WORK TO COMPLETE:
Report every line of the material that contains the string "pairs".

DATASET:
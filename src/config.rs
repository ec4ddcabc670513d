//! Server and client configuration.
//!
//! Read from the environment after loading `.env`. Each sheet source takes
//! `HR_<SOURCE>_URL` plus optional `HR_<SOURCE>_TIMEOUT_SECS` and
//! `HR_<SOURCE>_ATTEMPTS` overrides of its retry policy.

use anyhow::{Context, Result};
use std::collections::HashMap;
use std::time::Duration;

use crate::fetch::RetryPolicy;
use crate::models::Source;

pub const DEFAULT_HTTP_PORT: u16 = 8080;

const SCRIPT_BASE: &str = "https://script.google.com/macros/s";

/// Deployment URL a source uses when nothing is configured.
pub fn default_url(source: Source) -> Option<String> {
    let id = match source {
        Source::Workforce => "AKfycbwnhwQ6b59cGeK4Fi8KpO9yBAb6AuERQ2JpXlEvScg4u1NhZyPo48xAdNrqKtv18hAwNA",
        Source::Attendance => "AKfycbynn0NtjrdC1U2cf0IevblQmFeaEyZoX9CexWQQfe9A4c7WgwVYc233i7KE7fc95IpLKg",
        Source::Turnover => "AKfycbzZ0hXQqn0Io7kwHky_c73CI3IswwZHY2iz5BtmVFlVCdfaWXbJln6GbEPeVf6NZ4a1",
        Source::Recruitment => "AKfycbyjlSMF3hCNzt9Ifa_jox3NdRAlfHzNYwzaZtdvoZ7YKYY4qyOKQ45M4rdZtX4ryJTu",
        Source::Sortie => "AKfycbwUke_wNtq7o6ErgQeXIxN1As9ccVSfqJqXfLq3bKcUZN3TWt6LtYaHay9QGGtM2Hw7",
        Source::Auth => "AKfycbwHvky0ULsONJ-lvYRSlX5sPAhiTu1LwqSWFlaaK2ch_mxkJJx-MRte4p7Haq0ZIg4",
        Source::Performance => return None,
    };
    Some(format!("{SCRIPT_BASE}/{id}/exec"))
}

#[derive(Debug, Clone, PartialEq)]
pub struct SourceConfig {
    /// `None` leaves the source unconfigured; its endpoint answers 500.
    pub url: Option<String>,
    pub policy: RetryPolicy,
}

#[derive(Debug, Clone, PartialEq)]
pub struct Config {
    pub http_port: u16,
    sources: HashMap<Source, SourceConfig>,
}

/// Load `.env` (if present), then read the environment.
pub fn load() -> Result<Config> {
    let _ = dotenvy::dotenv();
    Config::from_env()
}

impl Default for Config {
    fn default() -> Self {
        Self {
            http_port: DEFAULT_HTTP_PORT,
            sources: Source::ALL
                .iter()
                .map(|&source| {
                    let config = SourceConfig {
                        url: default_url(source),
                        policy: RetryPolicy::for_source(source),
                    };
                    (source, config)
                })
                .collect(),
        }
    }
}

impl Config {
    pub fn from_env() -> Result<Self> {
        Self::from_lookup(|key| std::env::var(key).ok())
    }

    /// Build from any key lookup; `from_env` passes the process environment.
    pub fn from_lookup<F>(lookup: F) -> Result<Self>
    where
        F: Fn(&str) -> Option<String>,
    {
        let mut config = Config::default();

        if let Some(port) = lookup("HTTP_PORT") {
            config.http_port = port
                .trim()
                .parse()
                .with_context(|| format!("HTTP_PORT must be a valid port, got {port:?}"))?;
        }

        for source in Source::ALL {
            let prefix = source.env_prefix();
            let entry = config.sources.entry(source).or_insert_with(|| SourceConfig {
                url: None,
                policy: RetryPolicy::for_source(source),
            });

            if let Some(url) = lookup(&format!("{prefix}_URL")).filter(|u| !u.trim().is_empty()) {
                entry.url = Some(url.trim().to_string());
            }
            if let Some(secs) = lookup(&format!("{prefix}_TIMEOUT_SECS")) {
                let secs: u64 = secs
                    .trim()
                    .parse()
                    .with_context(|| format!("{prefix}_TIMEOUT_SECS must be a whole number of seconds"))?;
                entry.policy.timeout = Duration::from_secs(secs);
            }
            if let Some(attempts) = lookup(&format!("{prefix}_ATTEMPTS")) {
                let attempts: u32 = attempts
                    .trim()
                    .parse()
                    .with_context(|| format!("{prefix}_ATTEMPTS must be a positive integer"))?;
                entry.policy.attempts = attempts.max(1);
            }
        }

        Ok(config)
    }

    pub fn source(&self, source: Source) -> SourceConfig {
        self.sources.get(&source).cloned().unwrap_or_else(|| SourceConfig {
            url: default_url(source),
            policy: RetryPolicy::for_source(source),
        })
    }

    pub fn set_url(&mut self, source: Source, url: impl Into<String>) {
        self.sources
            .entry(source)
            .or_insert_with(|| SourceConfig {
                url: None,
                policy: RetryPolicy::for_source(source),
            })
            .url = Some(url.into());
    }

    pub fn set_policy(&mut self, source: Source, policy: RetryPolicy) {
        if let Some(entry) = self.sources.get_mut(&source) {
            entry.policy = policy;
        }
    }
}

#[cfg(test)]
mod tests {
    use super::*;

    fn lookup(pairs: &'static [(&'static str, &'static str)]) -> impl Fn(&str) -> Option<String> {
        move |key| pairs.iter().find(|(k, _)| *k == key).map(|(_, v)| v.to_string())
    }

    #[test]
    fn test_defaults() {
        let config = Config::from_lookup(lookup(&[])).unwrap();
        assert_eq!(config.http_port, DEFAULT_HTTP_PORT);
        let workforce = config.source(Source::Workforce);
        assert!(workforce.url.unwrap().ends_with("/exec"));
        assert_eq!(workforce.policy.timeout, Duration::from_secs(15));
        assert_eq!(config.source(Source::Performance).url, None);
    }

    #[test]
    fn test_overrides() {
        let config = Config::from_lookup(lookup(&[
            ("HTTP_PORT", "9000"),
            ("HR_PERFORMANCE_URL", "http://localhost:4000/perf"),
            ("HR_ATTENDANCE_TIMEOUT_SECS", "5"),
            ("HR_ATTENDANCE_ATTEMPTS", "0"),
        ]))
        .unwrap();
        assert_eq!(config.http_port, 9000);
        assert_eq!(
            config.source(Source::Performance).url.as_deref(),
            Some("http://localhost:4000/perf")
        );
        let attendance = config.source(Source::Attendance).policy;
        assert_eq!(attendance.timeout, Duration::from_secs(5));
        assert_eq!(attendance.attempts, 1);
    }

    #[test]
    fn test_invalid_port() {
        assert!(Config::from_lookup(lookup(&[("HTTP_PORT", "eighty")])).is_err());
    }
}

SOLUTION FOR THIS TASK:
    fn lookup(pairs: &'static [(&'static str, &'static str)]) -> impl Fn(&str) -> Option<String> {
        move |key| pairs.iter().find(|(k, _)| *k == key).map(|(_, v)| v.to_string())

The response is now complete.